▶ **What this task involves**: Report each line of the data that includes the word "below".

──────── Material provided

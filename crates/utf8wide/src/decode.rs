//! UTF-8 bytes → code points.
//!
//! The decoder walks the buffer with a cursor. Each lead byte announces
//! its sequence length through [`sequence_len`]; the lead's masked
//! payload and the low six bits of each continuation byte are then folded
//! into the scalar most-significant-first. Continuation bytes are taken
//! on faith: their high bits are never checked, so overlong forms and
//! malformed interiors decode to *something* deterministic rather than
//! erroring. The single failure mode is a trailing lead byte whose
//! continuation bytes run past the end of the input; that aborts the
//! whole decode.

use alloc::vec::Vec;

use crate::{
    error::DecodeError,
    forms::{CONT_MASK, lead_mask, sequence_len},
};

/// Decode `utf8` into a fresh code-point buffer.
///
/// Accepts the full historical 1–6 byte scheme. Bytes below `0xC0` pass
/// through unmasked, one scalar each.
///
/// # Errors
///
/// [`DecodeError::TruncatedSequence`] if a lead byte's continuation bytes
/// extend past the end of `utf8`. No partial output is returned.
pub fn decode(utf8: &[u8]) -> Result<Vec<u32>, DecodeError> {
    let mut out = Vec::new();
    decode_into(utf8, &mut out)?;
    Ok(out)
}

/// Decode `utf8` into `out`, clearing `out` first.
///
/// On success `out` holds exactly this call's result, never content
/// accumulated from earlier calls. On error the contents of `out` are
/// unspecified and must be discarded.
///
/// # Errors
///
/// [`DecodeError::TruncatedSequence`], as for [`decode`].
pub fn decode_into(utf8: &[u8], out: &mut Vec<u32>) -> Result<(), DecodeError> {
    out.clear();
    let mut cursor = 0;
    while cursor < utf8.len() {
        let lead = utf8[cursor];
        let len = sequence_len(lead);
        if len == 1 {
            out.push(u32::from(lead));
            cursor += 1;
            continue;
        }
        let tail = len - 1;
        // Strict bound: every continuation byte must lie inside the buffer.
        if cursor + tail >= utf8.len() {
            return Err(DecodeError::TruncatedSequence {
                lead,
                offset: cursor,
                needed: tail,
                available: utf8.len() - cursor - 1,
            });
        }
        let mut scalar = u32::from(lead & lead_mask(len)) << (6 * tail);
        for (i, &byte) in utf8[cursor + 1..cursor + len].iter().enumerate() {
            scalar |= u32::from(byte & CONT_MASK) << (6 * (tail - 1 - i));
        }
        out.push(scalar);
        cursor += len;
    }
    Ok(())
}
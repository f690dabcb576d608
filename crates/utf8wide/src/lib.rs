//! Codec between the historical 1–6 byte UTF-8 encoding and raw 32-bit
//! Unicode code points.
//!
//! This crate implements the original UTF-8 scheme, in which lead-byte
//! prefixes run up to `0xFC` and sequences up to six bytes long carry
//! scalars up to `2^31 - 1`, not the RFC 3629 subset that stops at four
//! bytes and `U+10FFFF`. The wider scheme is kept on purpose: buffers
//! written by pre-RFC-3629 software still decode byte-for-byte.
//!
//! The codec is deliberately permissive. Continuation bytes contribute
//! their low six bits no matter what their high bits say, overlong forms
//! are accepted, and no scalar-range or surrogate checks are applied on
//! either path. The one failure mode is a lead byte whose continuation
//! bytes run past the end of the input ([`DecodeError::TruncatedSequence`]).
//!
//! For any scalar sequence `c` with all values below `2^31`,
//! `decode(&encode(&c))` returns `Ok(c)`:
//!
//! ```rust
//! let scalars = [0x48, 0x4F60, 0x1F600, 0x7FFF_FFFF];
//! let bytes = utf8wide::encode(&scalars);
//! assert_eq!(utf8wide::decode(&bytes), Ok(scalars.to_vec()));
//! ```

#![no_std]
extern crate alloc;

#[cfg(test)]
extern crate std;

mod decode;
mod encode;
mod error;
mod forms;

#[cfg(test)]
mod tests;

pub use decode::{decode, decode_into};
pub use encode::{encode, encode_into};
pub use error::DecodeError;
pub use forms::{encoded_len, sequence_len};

────────────────

▶ **Result for this exercise**:
/// Accepts the full historical 1–6 byte scheme. Bytes below `0xC0` pass
//! For any scalar sequence `c` with all values below `2^31`,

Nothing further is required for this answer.